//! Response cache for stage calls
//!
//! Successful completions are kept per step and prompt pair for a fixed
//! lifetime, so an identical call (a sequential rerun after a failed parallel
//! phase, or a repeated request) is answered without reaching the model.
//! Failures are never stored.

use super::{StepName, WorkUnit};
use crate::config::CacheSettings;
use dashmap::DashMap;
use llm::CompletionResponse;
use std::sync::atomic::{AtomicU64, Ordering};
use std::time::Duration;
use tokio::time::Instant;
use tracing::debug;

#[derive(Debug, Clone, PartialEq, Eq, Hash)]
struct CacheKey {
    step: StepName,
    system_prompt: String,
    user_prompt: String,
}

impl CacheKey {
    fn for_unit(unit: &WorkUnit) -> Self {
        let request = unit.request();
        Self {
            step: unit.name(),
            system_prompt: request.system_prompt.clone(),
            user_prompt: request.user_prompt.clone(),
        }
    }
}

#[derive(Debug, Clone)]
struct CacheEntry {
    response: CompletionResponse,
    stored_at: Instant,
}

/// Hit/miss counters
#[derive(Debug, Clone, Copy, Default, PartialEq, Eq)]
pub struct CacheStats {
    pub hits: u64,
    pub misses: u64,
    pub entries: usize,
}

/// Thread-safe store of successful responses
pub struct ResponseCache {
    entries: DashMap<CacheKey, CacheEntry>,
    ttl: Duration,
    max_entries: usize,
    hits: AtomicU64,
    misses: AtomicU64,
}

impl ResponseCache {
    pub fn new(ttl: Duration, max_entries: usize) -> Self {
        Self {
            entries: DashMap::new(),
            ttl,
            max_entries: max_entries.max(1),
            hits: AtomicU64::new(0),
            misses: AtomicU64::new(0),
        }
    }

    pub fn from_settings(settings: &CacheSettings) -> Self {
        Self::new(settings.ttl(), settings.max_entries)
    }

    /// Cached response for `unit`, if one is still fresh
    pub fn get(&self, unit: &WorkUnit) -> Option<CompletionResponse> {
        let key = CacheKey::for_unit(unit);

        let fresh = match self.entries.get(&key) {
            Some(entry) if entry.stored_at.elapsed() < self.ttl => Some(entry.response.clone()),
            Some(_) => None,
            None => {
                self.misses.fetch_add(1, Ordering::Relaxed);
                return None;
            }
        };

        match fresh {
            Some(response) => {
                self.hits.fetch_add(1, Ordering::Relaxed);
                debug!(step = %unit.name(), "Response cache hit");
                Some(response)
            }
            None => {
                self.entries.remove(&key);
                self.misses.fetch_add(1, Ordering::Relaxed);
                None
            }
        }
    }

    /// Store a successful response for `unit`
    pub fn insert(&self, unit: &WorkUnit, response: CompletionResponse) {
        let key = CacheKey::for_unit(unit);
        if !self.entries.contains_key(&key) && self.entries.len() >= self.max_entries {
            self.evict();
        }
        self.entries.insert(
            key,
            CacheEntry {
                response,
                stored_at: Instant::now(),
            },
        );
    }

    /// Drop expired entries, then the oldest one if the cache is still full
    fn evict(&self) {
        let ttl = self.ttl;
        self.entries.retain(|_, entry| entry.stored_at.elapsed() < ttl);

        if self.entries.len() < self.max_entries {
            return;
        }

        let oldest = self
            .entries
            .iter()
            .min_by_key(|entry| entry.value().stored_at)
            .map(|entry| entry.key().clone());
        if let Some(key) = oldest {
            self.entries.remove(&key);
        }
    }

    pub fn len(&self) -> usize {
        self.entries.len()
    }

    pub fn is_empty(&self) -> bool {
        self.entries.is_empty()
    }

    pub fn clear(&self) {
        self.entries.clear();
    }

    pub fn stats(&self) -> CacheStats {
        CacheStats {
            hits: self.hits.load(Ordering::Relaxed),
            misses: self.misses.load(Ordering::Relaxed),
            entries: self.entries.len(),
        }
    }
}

+--

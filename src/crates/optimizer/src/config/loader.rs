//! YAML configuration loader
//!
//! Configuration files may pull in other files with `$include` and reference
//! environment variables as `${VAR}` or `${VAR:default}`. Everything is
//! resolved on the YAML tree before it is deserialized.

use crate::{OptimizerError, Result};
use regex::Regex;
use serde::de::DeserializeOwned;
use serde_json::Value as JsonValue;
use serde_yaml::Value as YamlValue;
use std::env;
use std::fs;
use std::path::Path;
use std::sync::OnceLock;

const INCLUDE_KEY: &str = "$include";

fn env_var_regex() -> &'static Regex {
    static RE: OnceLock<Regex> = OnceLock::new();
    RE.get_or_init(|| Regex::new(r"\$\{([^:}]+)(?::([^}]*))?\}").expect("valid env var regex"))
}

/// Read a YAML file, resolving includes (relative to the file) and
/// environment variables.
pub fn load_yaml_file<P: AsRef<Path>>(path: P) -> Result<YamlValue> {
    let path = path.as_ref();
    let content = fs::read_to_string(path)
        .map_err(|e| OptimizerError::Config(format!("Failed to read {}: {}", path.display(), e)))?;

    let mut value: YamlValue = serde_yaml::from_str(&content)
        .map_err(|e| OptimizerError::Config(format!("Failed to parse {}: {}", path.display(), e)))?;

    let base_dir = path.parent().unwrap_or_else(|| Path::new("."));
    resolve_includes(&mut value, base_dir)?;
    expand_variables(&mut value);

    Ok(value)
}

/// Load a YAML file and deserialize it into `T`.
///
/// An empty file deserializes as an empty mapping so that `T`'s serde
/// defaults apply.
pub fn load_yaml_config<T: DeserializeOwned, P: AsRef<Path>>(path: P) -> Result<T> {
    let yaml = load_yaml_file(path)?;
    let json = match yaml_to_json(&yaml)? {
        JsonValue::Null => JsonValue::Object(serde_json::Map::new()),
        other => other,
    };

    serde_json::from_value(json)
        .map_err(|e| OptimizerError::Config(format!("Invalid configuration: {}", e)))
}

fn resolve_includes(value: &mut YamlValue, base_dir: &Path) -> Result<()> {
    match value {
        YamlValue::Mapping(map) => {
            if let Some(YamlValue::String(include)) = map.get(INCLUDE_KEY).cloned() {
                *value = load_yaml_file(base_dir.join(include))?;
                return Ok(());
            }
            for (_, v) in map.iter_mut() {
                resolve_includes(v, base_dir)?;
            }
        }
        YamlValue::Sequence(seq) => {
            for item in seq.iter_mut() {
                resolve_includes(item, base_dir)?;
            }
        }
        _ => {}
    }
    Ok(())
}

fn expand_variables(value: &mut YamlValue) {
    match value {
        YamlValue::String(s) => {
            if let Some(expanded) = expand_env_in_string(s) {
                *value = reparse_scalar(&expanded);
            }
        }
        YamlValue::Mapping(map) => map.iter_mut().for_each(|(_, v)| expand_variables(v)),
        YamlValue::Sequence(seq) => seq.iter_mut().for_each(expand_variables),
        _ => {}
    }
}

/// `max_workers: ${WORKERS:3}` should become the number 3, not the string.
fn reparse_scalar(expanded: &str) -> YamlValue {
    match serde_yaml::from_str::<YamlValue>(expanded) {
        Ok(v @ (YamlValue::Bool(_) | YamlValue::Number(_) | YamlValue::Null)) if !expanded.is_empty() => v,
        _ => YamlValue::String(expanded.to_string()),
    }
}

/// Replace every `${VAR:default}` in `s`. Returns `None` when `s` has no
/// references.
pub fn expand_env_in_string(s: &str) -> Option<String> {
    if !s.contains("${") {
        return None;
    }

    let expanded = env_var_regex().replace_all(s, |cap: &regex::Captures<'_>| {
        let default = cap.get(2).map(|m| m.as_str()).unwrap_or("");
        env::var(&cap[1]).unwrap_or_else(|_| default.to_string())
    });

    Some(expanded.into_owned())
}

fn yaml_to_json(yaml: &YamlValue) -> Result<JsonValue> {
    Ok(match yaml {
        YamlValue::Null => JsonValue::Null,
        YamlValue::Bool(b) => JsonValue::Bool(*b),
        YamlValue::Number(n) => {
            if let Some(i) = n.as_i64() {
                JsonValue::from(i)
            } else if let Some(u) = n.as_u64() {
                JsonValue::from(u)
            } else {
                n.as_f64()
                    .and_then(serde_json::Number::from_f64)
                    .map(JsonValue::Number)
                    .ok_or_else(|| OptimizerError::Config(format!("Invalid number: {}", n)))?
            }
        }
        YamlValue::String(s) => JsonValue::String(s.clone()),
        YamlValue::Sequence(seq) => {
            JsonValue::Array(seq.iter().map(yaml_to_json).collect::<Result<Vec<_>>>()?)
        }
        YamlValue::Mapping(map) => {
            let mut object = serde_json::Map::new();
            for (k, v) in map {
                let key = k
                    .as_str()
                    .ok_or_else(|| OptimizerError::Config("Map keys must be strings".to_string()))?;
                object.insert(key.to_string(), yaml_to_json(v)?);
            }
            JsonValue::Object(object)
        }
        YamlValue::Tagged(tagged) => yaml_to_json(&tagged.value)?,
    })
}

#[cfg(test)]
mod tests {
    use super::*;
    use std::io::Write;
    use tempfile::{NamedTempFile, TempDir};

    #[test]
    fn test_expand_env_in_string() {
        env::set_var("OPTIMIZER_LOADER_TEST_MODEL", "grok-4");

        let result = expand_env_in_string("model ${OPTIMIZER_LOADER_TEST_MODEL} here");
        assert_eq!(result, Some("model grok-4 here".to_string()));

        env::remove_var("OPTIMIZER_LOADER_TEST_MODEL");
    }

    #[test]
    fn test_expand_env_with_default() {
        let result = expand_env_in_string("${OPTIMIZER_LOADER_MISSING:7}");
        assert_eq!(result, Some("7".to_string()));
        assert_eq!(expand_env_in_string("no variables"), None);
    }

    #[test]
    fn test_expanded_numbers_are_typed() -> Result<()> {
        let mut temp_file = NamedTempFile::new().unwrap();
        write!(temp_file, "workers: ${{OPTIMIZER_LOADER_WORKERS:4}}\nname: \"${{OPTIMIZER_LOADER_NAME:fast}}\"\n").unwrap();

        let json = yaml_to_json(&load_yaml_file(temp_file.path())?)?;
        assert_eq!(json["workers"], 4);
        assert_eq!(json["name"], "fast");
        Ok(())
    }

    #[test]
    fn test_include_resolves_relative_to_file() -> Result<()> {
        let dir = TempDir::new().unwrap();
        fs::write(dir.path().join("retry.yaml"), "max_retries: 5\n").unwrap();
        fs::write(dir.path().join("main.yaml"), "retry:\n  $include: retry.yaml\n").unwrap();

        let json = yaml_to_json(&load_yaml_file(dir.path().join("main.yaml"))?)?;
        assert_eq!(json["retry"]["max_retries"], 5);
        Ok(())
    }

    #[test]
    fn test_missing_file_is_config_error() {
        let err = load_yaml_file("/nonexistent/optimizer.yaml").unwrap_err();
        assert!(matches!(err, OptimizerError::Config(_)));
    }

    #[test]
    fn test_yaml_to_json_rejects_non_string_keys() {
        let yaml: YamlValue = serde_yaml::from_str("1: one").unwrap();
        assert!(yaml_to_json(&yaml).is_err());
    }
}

+--

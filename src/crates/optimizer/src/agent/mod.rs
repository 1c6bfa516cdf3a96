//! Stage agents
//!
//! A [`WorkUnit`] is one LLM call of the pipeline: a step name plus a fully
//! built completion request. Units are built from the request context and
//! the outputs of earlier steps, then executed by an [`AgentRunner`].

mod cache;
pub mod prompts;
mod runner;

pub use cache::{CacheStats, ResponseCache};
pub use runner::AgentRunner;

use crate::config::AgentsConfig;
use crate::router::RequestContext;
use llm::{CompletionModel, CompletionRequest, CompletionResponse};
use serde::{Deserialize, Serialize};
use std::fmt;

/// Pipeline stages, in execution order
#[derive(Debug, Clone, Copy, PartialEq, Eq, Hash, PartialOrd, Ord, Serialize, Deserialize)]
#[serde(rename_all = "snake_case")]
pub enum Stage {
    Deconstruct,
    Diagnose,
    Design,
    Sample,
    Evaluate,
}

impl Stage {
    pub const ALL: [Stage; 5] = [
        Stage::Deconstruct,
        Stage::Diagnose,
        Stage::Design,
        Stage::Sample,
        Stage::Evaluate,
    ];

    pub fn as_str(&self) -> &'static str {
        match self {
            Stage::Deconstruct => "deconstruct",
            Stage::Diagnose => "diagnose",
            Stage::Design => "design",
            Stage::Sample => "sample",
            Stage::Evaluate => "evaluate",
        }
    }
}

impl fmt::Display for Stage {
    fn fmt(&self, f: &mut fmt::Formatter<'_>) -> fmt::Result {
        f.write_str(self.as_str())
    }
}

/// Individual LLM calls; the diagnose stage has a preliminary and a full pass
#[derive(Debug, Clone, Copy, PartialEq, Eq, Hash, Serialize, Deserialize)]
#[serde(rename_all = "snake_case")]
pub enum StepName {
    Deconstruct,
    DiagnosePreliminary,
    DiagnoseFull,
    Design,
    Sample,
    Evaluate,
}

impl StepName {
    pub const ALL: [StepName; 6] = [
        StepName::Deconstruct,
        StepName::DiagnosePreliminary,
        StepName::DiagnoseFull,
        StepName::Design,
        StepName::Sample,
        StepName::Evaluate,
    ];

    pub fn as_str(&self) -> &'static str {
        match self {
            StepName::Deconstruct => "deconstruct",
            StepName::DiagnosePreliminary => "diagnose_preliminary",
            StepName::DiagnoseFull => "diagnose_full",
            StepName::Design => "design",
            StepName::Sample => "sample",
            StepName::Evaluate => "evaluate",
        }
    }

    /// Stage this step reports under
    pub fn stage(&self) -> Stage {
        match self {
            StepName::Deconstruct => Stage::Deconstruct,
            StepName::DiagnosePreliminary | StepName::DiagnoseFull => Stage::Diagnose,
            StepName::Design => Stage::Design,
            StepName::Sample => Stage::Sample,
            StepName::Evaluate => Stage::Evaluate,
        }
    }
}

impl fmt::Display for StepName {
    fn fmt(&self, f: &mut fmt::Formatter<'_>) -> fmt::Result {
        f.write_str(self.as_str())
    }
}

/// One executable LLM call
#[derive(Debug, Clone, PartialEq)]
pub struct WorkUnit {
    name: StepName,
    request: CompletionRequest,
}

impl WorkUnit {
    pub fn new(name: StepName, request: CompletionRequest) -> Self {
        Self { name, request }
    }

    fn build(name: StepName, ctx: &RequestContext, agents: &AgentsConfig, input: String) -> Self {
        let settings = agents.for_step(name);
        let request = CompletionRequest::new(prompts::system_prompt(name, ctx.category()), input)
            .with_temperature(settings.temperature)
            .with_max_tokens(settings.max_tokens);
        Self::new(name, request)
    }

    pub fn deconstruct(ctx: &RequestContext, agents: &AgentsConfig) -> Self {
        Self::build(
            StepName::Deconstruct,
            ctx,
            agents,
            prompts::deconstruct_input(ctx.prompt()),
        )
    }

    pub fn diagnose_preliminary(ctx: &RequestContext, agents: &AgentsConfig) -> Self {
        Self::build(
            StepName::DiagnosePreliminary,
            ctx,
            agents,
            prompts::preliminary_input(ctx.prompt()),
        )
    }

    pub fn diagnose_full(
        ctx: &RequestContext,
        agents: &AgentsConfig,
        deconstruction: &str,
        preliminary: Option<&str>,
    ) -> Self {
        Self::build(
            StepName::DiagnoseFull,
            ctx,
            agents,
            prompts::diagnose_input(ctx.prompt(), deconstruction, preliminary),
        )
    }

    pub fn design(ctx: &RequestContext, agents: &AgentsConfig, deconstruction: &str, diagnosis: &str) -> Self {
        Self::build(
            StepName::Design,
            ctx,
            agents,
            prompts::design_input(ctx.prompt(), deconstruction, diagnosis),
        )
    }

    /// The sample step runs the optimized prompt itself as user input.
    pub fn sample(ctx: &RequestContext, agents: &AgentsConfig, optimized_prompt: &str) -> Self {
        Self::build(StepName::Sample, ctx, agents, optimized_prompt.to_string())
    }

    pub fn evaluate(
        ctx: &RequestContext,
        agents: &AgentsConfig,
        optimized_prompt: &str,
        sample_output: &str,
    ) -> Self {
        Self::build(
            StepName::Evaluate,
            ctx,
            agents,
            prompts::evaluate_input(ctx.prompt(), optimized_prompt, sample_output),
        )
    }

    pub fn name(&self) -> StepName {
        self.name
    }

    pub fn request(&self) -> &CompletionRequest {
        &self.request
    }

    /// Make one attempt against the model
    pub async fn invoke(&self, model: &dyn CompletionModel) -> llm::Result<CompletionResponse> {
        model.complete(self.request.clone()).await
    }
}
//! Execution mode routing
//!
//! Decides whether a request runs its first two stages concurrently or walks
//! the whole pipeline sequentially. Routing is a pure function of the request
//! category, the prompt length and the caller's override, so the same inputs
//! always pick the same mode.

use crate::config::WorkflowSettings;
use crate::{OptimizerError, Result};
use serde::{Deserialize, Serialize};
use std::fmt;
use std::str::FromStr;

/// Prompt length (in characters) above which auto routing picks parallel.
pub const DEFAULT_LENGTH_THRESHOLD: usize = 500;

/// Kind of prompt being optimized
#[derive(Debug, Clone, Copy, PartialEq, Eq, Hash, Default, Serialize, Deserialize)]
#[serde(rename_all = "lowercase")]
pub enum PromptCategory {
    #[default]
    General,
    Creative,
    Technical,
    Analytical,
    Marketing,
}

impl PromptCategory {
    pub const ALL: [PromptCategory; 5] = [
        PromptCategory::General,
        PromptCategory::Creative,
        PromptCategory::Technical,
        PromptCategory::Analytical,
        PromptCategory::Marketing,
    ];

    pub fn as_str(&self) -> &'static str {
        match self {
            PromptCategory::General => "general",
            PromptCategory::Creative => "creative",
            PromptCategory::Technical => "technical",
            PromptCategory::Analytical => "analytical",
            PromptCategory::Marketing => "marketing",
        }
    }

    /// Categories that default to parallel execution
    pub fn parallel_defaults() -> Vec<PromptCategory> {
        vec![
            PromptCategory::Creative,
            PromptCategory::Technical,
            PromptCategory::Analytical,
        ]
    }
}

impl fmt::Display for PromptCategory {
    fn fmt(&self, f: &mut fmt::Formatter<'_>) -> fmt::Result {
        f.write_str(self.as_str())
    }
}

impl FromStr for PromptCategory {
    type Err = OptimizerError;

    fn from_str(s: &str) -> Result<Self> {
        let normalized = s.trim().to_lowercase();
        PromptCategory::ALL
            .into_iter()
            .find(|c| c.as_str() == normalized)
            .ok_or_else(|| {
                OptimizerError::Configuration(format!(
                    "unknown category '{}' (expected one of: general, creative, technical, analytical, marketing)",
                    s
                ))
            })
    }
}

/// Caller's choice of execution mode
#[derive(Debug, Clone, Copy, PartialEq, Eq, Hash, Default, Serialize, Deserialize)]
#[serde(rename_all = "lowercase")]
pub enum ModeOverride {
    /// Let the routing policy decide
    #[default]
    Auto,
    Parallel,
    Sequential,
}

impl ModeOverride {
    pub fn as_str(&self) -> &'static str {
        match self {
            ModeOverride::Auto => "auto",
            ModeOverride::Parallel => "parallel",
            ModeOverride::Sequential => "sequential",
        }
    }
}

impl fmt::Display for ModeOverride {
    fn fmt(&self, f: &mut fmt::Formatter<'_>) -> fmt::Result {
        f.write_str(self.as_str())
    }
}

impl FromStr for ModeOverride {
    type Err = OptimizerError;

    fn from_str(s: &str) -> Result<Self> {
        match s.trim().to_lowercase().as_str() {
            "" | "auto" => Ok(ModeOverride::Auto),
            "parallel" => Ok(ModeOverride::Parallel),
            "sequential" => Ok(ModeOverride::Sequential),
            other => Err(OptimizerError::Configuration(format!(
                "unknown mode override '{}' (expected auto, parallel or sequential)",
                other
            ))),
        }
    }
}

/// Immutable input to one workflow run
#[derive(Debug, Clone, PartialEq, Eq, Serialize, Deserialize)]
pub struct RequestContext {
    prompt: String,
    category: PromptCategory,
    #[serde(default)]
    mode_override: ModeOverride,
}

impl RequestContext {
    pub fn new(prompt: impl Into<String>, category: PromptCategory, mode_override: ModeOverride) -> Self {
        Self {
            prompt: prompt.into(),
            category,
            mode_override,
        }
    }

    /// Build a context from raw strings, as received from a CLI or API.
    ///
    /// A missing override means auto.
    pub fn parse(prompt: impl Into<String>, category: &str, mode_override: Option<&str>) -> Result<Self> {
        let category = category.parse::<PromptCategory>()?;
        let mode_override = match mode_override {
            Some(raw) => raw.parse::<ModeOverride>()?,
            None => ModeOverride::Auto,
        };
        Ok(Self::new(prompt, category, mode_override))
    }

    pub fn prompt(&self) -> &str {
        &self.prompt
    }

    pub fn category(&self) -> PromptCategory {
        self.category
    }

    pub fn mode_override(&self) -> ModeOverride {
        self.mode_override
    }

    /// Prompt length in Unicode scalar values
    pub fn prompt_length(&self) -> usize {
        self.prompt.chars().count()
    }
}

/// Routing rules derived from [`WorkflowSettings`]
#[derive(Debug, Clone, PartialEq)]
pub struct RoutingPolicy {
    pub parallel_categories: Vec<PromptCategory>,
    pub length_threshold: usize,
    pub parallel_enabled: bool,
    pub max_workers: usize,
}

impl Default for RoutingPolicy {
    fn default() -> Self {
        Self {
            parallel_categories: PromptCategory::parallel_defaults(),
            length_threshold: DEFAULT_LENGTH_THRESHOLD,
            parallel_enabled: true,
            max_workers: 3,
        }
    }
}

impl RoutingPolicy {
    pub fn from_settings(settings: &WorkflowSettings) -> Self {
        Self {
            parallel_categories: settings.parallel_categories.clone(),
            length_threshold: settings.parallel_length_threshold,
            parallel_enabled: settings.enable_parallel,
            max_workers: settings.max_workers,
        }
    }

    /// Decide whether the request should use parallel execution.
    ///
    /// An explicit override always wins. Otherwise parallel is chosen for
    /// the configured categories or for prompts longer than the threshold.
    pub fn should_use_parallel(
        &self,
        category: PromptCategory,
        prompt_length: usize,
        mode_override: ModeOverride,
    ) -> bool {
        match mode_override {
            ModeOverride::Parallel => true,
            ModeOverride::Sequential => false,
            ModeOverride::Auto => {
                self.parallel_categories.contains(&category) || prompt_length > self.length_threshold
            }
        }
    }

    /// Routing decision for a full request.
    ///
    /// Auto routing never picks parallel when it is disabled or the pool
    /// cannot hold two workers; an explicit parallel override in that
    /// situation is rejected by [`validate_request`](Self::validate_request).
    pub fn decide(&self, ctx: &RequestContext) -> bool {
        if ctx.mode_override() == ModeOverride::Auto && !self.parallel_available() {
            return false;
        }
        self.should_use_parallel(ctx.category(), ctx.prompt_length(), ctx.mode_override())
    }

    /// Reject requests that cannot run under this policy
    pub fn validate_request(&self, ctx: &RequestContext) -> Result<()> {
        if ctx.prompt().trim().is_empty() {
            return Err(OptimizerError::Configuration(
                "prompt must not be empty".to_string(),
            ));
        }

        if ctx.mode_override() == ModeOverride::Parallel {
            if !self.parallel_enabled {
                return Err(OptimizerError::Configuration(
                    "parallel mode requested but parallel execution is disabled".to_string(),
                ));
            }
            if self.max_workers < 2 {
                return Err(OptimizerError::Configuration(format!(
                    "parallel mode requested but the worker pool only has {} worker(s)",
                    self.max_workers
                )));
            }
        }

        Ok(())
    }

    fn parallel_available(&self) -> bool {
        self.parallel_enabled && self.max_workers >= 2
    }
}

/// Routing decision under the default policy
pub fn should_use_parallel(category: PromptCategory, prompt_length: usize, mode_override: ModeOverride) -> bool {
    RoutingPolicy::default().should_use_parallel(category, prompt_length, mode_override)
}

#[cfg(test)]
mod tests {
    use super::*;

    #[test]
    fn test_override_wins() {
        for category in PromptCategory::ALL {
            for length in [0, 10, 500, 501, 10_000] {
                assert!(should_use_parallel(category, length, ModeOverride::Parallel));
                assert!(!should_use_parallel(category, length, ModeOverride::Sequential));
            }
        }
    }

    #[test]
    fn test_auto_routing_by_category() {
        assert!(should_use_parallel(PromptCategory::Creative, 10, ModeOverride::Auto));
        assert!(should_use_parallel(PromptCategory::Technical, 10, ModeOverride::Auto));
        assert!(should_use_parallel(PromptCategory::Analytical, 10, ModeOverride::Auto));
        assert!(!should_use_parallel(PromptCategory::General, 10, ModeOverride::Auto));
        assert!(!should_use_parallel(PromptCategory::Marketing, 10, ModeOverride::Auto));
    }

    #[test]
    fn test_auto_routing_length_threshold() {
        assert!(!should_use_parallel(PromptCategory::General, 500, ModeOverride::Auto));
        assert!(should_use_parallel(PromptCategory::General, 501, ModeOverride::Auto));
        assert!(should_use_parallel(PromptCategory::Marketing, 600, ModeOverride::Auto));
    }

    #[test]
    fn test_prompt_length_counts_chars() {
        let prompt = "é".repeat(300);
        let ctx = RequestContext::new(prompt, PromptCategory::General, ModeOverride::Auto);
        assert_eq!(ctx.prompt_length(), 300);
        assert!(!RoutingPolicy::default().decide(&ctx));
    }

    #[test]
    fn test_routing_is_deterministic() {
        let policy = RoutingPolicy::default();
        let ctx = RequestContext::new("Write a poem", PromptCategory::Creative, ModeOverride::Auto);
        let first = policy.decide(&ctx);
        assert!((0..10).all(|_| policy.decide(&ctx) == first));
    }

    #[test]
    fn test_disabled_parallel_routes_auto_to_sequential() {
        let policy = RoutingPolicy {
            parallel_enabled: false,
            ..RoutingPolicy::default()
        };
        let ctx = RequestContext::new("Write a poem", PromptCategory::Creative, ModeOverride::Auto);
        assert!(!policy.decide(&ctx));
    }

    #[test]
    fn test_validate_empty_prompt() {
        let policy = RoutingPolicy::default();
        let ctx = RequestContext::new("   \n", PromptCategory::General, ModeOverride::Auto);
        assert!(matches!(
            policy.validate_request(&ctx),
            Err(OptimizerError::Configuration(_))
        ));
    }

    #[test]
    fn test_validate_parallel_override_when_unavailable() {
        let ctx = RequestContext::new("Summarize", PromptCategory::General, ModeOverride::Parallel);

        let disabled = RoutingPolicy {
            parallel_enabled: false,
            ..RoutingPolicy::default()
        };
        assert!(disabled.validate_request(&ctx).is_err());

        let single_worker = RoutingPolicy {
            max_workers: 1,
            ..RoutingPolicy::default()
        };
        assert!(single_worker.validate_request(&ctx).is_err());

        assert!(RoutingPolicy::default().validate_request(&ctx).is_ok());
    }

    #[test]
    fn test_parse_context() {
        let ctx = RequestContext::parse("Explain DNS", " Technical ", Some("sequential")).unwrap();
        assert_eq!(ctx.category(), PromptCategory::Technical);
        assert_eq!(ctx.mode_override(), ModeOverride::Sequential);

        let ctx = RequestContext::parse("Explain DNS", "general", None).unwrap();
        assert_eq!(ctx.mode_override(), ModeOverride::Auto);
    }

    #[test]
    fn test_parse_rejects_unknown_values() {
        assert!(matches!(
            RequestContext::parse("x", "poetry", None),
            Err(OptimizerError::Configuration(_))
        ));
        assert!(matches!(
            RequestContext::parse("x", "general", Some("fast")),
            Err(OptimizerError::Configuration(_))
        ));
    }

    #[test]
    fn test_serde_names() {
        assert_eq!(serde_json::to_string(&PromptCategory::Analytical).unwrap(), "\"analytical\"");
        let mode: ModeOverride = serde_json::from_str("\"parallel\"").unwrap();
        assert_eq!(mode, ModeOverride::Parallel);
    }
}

+--

## Work request
For every line above in which the string "CacheEntry" appears, add one; please give the final count and nothing else.

## Answer to this problem
3